The CSC model is attractive for several reasons: 1) It provides a model of carcinogenesis in which the long-lived stem cells in tissues are the ones that acquire mutations and go awry; already containing some of the hallmarks of cancer (self-renewal, resistance to apoptosis) 2) It provides a mechanism for how tumors can become heterogeneous, as stem cells are capable of giving rise to more than one cell type. 3) It would explain how tumors become resistant to chemotherapy, and suggests a means fight target tumors with much less side-effects!
I will not delve into reason #1 here, but reason #3 is of great personal interest (I admit I’m a sucker for things that could greatly improve cancer therapy). The approach is this: target the CSC’s so the tumor cannot renew itself! (illustrated above, courtesy: wiki commons)
However, a recent phenomenon reported by Robert Weinberg’s group suggests that this process is not unidirectional, and that a small population of non-CSC’s can convert back to CSC’s. At his talk last week, Weinberg presented even more compelling data than was shown in the PNAS paper.
Confusing? You bet. (I would show the actual data in the paper, but I’m pretty sure I’d be violating copyright laws for that one) Apparently, one would need to design drugs to both kill CSC’s, and prevent the spontaneous de-differentiation into CSC’s…
At this point, I’m left wondering about the entire “Cancer Stem Cell” or “Cancer Progenitor Cell” label. It could be that ALL tumor cells are capable of reverting back to CSC’s. Weinberg assumes this is not so in follow-up reviews in the literature, and proposes a third population of “non-CSC” or “dormant-CSC” with little evidence to suggest that such a population exists.

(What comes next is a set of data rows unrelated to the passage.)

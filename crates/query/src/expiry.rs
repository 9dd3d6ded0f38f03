//! Expiration Selector
//!
//! Picks the contracts of the Nth-nearest expiration present in a chain.
//! Distance 0 is the nearest expiration the chain currently contains, which
//! is not necessarily the nearest calendar date if the feed already dropped
//! front-month contracts.

use std::collections::HashSet;

use chainbook_core::{
    ExpiryDate, InstrumentId, OptionChain, OptionContract, OptionRight, Price, Slice,
};
use log::{debug, trace};

use crate::chain::locate_chain;

/// Distinct expirations of `chain`, ascending.
///
/// Duplicates are dropped before sorting so that many contracts sharing an
/// expiry count as one step of distance.
pub fn distinct_expirations(chain: &OptionChain) -> Vec<ExpiryDate> {
    let mut seen = HashSet::new();
    let mut expirations: Vec<ExpiryDate> = chain
        .iter()
        .map(|contract| contract.expiry)
        .filter(|expiry| seen.insert(*expiry))
        .collect();
    expirations.sort();
    expirations
}

/// Distinct ascending expirations of the chain for `underlying`
pub fn expirations(slice: Option<&Slice>, underlying: &InstrumentId) -> Option<Vec<ExpiryDate>> {
    locate_chain(slice, underlying).map(distinct_expirations)
}

/// Contracts of `chain` sharing the expiration at index `distance` of the
/// distinct ascending expiration list, in chain order.
///
/// `None` if the chain has `distance` or fewer distinct expirations.
pub fn contracts_at_distance(chain: &OptionChain, distance: usize) -> Option<Vec<&OptionContract>> {
    let expirations = distinct_expirations(chain);
    let Some(&target) = expirations.get(distance) else {
        debug!(
            "No expiration at distance {} ({} available)",
            distance,
            expirations.len()
        );
        return None;
    };

    let mut contracts: Vec<&OptionContract> = chain
        .iter()
        .filter(|contract| contract.expiry == target)
        .collect();
    // Stable: contracts tied on expiry keep chain order
    contracts.sort_by_key(|contract| contract.expiry);

    trace!(
        "Selected {} contracts expiring {} at distance {}",
        contracts.len(),
        target,
        distance
    );
    Some(contracts)
}

/// Contracts of the `distance`-th nearest expiration for `underlying`.
///
/// `None` if no chain exists for the underlying this tick, or if there is no
/// expiration at that distance.
pub fn select_by_expiry_distance<'a>(
    slice: Option<&'a Slice>,
    underlying: &InstrumentId,
    distance: usize,
) -> Option<Vec<&'a OptionContract>> {
    let chain = locate_chain(slice, underlying)?;
    contracts_at_distance(chain, distance)
}

/// Contract of `right` whose strike is closest to `price`.
///
/// Ties resolve to the lower strike.
pub fn nearest_strike<'a, I>(contracts: I, right: OptionRight, price: Price) -> Option<&'a OptionContract>
where
    I: IntoIterator<Item = &'a OptionContract>,
{
    contracts
        .into_iter()
        .filter(|contract| contract.right == right)
        .min_by(|a, b| {
            (a.strike - price)
                .abs()
                .cmp(&(b.strike - price).abs())
                .then(a.strike.cmp(&b.strike))
        })
}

Unidirectional differentiation is central to the CSC model, and how we would use the theory to design therapeutic approaches. Perhaps it’s time to take a step back and re-draw the model from scratch in light of the new data? This is something I’ll spend more time thinking about myself.
I wish I could end this post with a concise story and model. Unfortunately, I only have ambiguity of rapidly changing models of cancer metastasis for the time being. I’m willing to bet other research groups are working on this as I type this, and I will re-visit this topic in the future as more research comes to light.